The MIDAS platform quickly proved effective in uncovering new disease mechanisms. It was so promising that Rutter and colleagues spun it into a biotech company, Atavistic Bio, now headquartered in Cambridge, Massachusetts. Atavistic already has a cancer drug in clinical trials, with additional programs in the pipeline.

“That’s the exciting part,” Rutter says. “You start by trying to understand how biology works. But when the science is strong enough, you can take that knowledge and translate it into therapies that help patients.”

CERAMIDES: THE FAT MOLECULES THAT MATTER

While Rutter’s team deciphers metabolic “language,” Summers has built his career on a once-overlooked family of fat molecules known as ceramides.

For decades, ceramides were considered relatively unimportant byproducts of fat metabolism. But Summers wasn’t convinced. Early experiments in his lab showed that when ceramide pathways were disrupted in mice, the animals were strikingly protected from conditions like diabetes, fatty liver disease, heart failure, and kidney disease.

“All of a sudden, it was clear these molecules weren’t minor players,” Summers recalls. “They were causal drivers of some of the most common diseases we face.”

Ceramide levels in humans turned out to be strong predictors of cardiac events, leading to the development of a diagnostic blood test now used clinically. Summers and his collaborators went further, launching a biotech company that has developed a first-in-class drug that targets ceramide synthesis—now in clinical trials.

For Summers, the lesson is clear: “Sometimes the molecules that seem least abundant end up being the most important. Ceramides may prove to be one of the biggest keys to understanding—and preventing—metabolic disease.”

The success of both Rutter and Summers underscores another hallmark of the center: a culture that embraces commercialization as part of the academic mission. 

“Years ago, if professors wanted to start companies, they did it quietly,” Summers admits. “Now, at the U, it’s considered part of our job. We’re encouraged to engage with the private sector, not shy away from it.”

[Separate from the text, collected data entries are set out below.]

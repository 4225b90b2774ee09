//! # Service Configuration
//!
//! Read once at startup from the environment. Secrets (`AUTH_TOKEN`,
//! `PAYMENT_WEBHOOK_SECRET`, the database URL) are redacted from `Debug`
//! output so the config can be logged.
//!
//! | Variable                  | Default   | Meaning                                   |
//! |---------------------------|-----------|-------------------------------------------|
//! | `PORT`                    | 8080      | HTTP listen port                          |
//! | `AUTH_TOKEN`              | unset     | Bearer secret; unset disables auth        |
//! | `PAYMENT_WEBHOOK_SECRET`  | unset     | Payment callback secret; unset rejects all |
//! | `DATABASE_URL`            | unset     | Postgres URL; unset uses the memory store |
//! | `DB_MAX_CONNECTIONS`      | 20        | Pool ceiling                              |
//! | `DB_MIN_CONNECTIONS`      | 2         | Idle connections kept open                |
//! | `DB_ACQUIRE_TIMEOUT_SECS` | 5         | Wait for a pooled connection              |
//! | `LOG_FORMAT`              | text      | `json` for structured log lines           |

use std::time::Duration;

use thiserror::Error;

#[derive(Error, Debug, PartialEq, Eq)]
pub enum ConfigError {
    #[error("{var} must be a number, got {value:?}")]
    NotANumber { var: &'static str, value: String },

    #[error("DB_MIN_CONNECTIONS ({min}) exceeds DB_MAX_CONNECTIONS ({max})")]
    PoolBounds { min: u32, max: u32 },
}

/// Log line format.
#[derive(Debug, Clone, Copy, PartialEq, Eq, Default)]
pub enum LogFormat {
    #[default]
    Text,
    Json,
}

/// Postgres connection settings.
#[derive(Clone)]
pub struct DatabaseConfig {
    pub url: String,
    pub max_connections: u32,
    pub min_connections: u32,
    pub acquire_timeout: Duration,
}

impl std::fmt::Debug for DatabaseConfig {
    fn fmt(&self, f: &mut std::fmt::Formatter<'_>) -> std::fmt::Result {
        f.debug_struct("DatabaseConfig")
            .field("url", &"[REDACTED]")
            .field("max_connections", &self.max_connections)
            .field("min_connections", &self.min_connections)
            .field("acquire_timeout", &self.acquire_timeout)
            .finish()
    }
}

/// Top-level service configuration.
#[derive(Clone)]
pub struct AppConfig {
    pub port: u16,
    /// Static bearer secret. If `None`, authentication is disabled.
    pub auth_token: Option<String>,
    /// Shared secret expected in `X-Payment-Signature`.
    pub payment_webhook_secret: Option<String>,
    /// `None` runs on the in-memory store.
    pub database: Option<DatabaseConfig>,
    pub log_format: LogFormat,
}

impl std::fmt::Debug for AppConfig {
    fn fmt(&self, f: &mut std::fmt::Formatter<'_>) -> std::fmt::Result {
        f.debug_struct("AppConfig")
            .field("port", &self.port)
            .field("auth_token", &self.auth_token.as_ref().map(|_| "[REDACTED]"))
            .field(
                "payment_webhook_secret",
                &self.payment_webhook_secret.as_ref().map(|_| "[REDACTED]"),
            )
            .field("database", &self.database)
            .field("log_format", &self.log_format)
            .finish()
    }
}

impl Default for AppConfig {
    fn default() -> Self {
        Self {
            port: 8080,
            auth_token: None,
            payment_webhook_secret: None,
            database: None,
            log_format: LogFormat::Text,
        }
    }
}

impl AppConfig {
    pub fn from_env() -> Result<Self, ConfigError> {
        Self::from_lookup(|var| std::env::var(var).ok())
    }

    /// Build from an arbitrary variable lookup.
    pub fn from_lookup<F>(lookup: F) -> Result<Self, ConfigError>
    where
        F: Fn(&str) -> Option<String>,
    {
        let non_empty = |var: &str| lookup(var).filter(|v| !v.trim().is_empty());

        let port = number(&lookup, "PORT", 8080u16)?;
        let database = match non_empty("DATABASE_URL") {
            Some(url) => {
                let max_connections = number(&lookup, "DB_MAX_CONNECTIONS", 20u32)?;
                let min_connections = number(&lookup, "DB_MIN_CONNECTIONS", 2u32)?;
                if min_connections > max_connections {
                    return Err(ConfigError::PoolBounds {
                        min: min_connections,
                        max: max_connections,
                    });
                }
                let acquire_secs = number(&lookup, "DB_ACQUIRE_TIMEOUT_SECS", 5u64)?;
                Some(DatabaseConfig {
                    url,
                    max_connections,
                    min_connections,
                    acquire_timeout: Duration::from_secs(acquire_secs),
                })
            }
            None => None,
        };
        let log_format = match non_empty("LOG_FORMAT") {
            Some(v) if v.eq_ignore_ascii_case("json") => LogFormat::Json,
            _ => LogFormat::Text,
        };

        Ok(Self {
            port,
            auth_token: non_empty("AUTH_TOKEN"),
            payment_webhook_secret: non_empty("PAYMENT_WEBHOOK_SECRET"),
            database,
            log_format,
        })
    }
}

fn number<F, T>(lookup: &F, var: &'static str, default: T) -> Result<T, ConfigError>
where
    F: Fn(&str) -> Option<String>,
    T: std::str::FromStr,
{
    match lookup(var) {
        Some(value) if !value.trim().is_empty() => value
            .trim()
            .parse()
            .map_err(|_| ConfigError::NotANumber { var, value }),
        _ => Ok(default),
    }
}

That shift has been crucial. The center has spun out six companies to date, with more on the way. By pairing Utah’s basic science strengths with the resources of industry, discoveries move faster from the lab bench to the clinic. “Academic researchers are good at one thing, drug companies at another,” Rutter says. “When you bring them together, you accelerate translation.”

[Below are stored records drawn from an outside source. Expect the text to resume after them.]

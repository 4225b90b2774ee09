//! # Seed Subcommand
//!
//! Upserts a permit catalog into Postgres. Entries are matched by name, so
//! re-running the seed updates fees, descriptions and required documents
//! in place without creating duplicates. Migrations run on connect.

use std::path::PathBuf;
use std::time::Duration;

use anyhow::{Context, Result};
use clap::Args;

use permits_api::config::DatabaseConfig;
use permits_api::store::{PermitStore, PgStore};
use permits_core::Timestamp;

use crate::catalog::load_catalog;

#[derive(Args, Debug)]
pub struct SeedArgs {
    /// Catalog YAML file. Defaults to the built-in county catalog.
    #[arg(long)]
    pub catalog: Option<PathBuf>,

    /// PostgreSQL connection URL.
    #[arg(long, env = "DATABASE_URL", hide_env_values = true)]
    pub database_url: String,
}

pub fn run_seed(args: &SeedArgs) -> Result<u8> {
    let specs = load_catalog(args.catalog.as_deref())?;
    let runtime = tokio::runtime::Runtime::new().context("failed to start async runtime")?;
    runtime.block_on(async {
        let store = PgStore::connect(&DatabaseConfig {
            url: args.database_url.clone(),
            max_connections: 2,
            min_connections: 0,
            acquire_timeout: Duration::from_secs(10),
        })
        .await
        .context("failed to connect to the database")?;

        let now = Timestamp::now();
        for spec in specs {
            let name = spec.name.clone();
            let stored = store
                .upsert_permit_type(spec, now)
                .await
                .with_context(|| format!("failed to seed permit type '{name}'"))?;
            tracing::info!(permit_type = %stored.name, id = %stored.id, "permit type seeded");
            println!(
                "  {:<28} {:>14}  {}",
                stored.name,
                stored.fee.to_display_string(),
                if stored.is_active { "active" } else { "inactive" }
            );
        }
        Ok(0)
    })
}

“You start by trying to understand how biology works. But when the science is strong enough, you can take that knowledge and translate it into therapies that help patients.”

Not all of the center’s work takes place in test tubes or clinical trials. Through programs like Driving Out Diabetes, Utah researchers bring prevention strategies directly into schools, homeless shelters, and community clinics. Health coaches are embedded in practices. Children and families learn practical tools for nutrition and exercise. And importantly, all of these interventions are studied rigorously to ensure they work—and can scale.

Training the next generation is also a priority. Under-graduate summer research programs welcome students from historically Black colleges and universities, Pacific Islander communities, Native American tribes, and rural Utah—groups often underrepresented in biomedical research but disproportionately affected by metabolic disease. “It broadens participation in science and improves the research itself,” Summers says.

Both scientists see growth ahead: more top researchers recruited, more companies launched, and perhaps even a dedicated physical Metabolic Health Clinic where dietitians, physicians, exercise specialists, and behavioral health experts work side by side to prevent and treat disease. 

“Our vision is to build metabolic resilience,” Summers says. “That means preventing disease before it starts, but also treating it more effectively when it does. And it all rests on the foundation of discovery—on understanding how things work at the most basic level.”

Rutter agrees. “The metabolism revolution is here,” he says. “And at the U, we have the people, the tools, and the culture to lead it.”